By November 1943 Ravanel was serving as the national head of the Mouvements Unis de la Résistance in the southern zone. He worked closely with Raymond Aubrac and Maurice Kriegel-Valrimont in Toulouse, directing so many attacks that the city would be described as 'Toulouse la rouge.'

In the summer of 1944, Ravanel would meet with de Gaulle and General Kœnig in Toulouse over the creation of the French Forces of the Interior (FFI). General Kœnig would grant Ravanel rank of colonel within the FFI. Despite receiving this promotion, Ravanel criticized the resistance group Corps Franc de la Montagne Noire on political grounds, opposing them due to his communist leanings. Ultimately Ravanel would recall his meeting with de Gaulle as humiliating, claiming it was a political stunt to reign in FFI officers while celebrating career ones, with de Gaulle questioning Ravanel's personal right to wear the ribbon of the Order of Liberation which Ravanel claimed had been awarded him earlier.

Another bone of contention for de Gaulle was the high regard with which Ravanel held the Spanish maquisards who had led the liberation of Toulouse and other southern departments.
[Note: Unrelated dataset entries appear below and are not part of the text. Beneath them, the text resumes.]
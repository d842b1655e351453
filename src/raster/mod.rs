//! Raster primitives for level art
//!
//! # Module Organization
//!
//! - `types` - Color, ColorDelta, GridPoint, DirtyRect
//! - `pixel_buffer` - Flat RGBA storage with permissive bounds handling
//! - `line` - Bresenham traversal, segment clipping, stamped thick lines
//! - `fill` - 4-connected flood fill

pub mod fill;
pub mod line;
pub mod pixel_buffer;
pub mod types;

pub use fill::flood_fill;
pub use line::{
    brush_offsets, clip_segment, rasterize_line, rasterize_thick_line, BresenhamLine,
};
pub use pixel_buffer::PixelBuffer;
pub use types::{expand_dirty, Color, ColorDelta, DirtyRect, GridPoint};
//! Hand-drawn looking straight lines
//!
//! The line tool walks from start to end in fixed steps while a small
//! sideways force bends the path. The force is re-rolled every few tenths
//! of a unit and tends to flip back toward the ideal line the further the
//! path has wandered, so the result wobbles without drifting away.

use rand::Rng;
use serde::{Serialize, Deserialize};

use crate::math::Vec2;

/// Parameters of the wobbly line generator
#[derive(Debug, Clone, Copy, PartialEq, Serialize, Deserialize)]
#[serde(default)]
pub struct ImperfectLineGenerator {
    /// Shortest run before the sideways force changes
    pub min_force_length: f32,
    /// Longest run before the sideways force changes
    pub max_force_length: f32,
    /// Largest sideways push per step
    pub force_size: f32,
    /// Lateral distance at which a flip back toward the line is certain
    pub max_size: f32,
}

impl Default for ImperfectLineGenerator {
    fn default() -> Self {
        Self {
            min_force_length: 0.1,
            max_force_length: 1.0,
            force_size: 0.001,
            max_size: 0.2,
        }
    }
}

impl ImperfectLineGenerator {
    /// Points of a wobbly line from `start` toward `end`, one per
    /// `step_length`. The first point is `start` itself.
    pub fn generate<R: Rng + ?Sized>(
        &self,
        start: Vec2,
        end: Vec2,
        step_length: f32,
        rng: &mut R,
    ) -> Vec<Vec2> {
        let span = end - start;
        let magnitude = span.len();
        if !(step_length > 0.0) || magnitude == 0.0 {
            return vec![start];
        }

        let dir = span.normalize();
        let normal = dir.perp();

        let mut points = Vec::with_capacity((magnitude / step_length) as usize + 2);
        points.push(start);

        let mut position = start;
        let mut elapsed = 0.0;
        let mut force = random_range(rng, -self.force_size, self.force_size);
        let mut elapsed_force = 0.0;
        let mut next_force = random_range(rng, self.min_force_length, self.max_force_length);

        while elapsed < magnitude {
            elapsed += step_length;
            elapsed_force += step_length;
            position += dir * step_length + normal * force;

            if elapsed_force > next_force {
                elapsed_force = 0.0;
                next_force = random_range(rng, self.min_force_length, self.max_force_length);
                force = random_range(rng, -self.force_size, self.force_size);

                // Pushing further out: maybe steer back toward the line
                let offset = position - start;
                if offset.dot(normal * force) > 0.0 && self.max_size > 0.0 {
                    let lateral = (offset - offset.project(dir)).len();
                    let flip_chance = lateral / self.max_size;
                    if random_range(rng, 0.0, 1.0) < flip_chance {
                        force = -force;
                    }
                }
            }

            points.push(position);
        }

        points
    }
}

/// Uniform value in `[lo, hi]`, or `lo` when the range is empty
fn random_range<R: Rng + ?Sized>(rng: &mut R, lo: f32, hi: f32) -> f32 {
    if hi > lo {
        rng.gen_range(lo..=hi)
    } else {
        lo
    }
}
//! Editor input and output values

use serde::{Serialize, Deserialize};

use crate::canvas::CanvasLayer;
use crate::math::Vec2;
use crate::raster::Color;

/// Canvas painting tools
#[derive(Debug, Clone, Copy, PartialEq, Eq, Default, Serialize, Deserialize)]
pub enum Tool {
    /// Freehand brush (size 1 = pencil), jitter-corrected on release
    #[default]
    Brush,
    /// Flood fill, repeated every frame while held
    Bucket,
    /// Picks the committed colour under the pointer
    Dropper,
    /// Hand-drawn looking straight line from press to release
    Line,
}

impl Tool {
    pub const ALL: [Tool; 4] = [Tool::Brush, Tool::Bucket, Tool::Dropper, Tool::Line];

    pub fn label(&self) -> &'static str {
        match self {
            Tool::Brush => "Brush (B)",
            Tool::Bucket => "Bucket (F)",
            Tool::Dropper => "Dropper (I)",
            Tool::Line => "Line (L)",
        }
    }

    /// Whether strokes of this tool go through the sub-tile overlay
    pub fn uses_tiles(&self) -> bool {
        matches!(self, Tool::Brush)
    }

    /// Whether this tool uses brush size
    pub fn uses_brush_size(&self) -> bool {
        matches!(self, Tool::Brush | Tool::Line)
    }
}

/// Which pointer button a stroke was started with
#[derive(Debug, Clone, Copy, PartialEq, Eq)]
pub enum PointerButton {
    /// Paints the primary colour
    Primary,
    /// Paints the secondary colour
    Secondary,
}

/// Pointer input in world coordinates
#[derive(Debug, Clone, Copy, PartialEq)]
pub enum InputEvent {
    PointerDown { position: Vec2, button: PointerButton },
    /// Pointer held; sent every frame, moved or not
    PointerDrag { position: Vec2 },
    PointerUp { position: Vec2 },
}

/// Things the editor reports back to the host
#[derive(Debug, Clone, Copy, PartialEq)]
pub enum EditorEvent {
    PrimaryColorChanged(Color),
    SecondaryColorChanged(Color),
    /// A stroke changed `pixels` cells and was pushed onto the undo stack
    StrokeCommitted { layer: CanvasLayer, pixels: usize },
    Undone(CanvasLayer),
    Redone(CanvasLayer),
}

/// State of the stroke between pointer-down and pointer-up
#[derive(Debug, Clone, PartialEq)]
pub struct Stroke {
    pub tool: Tool,
    pub button: PointerButton,
    pub layer: CanvasLayer,
    pub color: Color,
    pub start: Vec2,
    pub last: Vec2,
    /// Every distinct pointer position, in order
    pub raw: Vec<Vec2>,
}

impl Stroke {
    pub fn new(tool: Tool, button: PointerButton, layer: CanvasLayer, color: Color, start: Vec2) -> Self {
        Self {
            tool,
            button,
            layer,
            color,
            start,
            last: start,
            raw: vec![start],
        }
    }

    /// Record a new pointer position. Returns the previous one when the
    /// pointer actually moved.
    pub fn advance(&mut self, position: Vec2) -> Option<Vec2> {
        if position == self.last {
            return None;
        }
        let previous = self.last;
        self.last = position;
        self.raw.push(position);
        Some(previous)
    }
}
Ravanel stated:

During the War of Spain our comrades had acquired the knowledge that we did not possess; they knew how to make bombs, they knew how to make ambushes, they had a profound knowledge of the technique of guerrilla warfare. I must also say that they conquered us with their valour, their fraternity, their gentleness, their self-denial. They were, for us, "brothers in combat"

Ravanel resigned from the army in 1950.

Ravanel died on 27 April 2009 in Paris at the Val-de-Grâce military hospital.

== Legacy ==
Ravanel authored L'Esprit de Résistance, a biographical work describing his experience as a member of the French Resistance, which was published in 1995.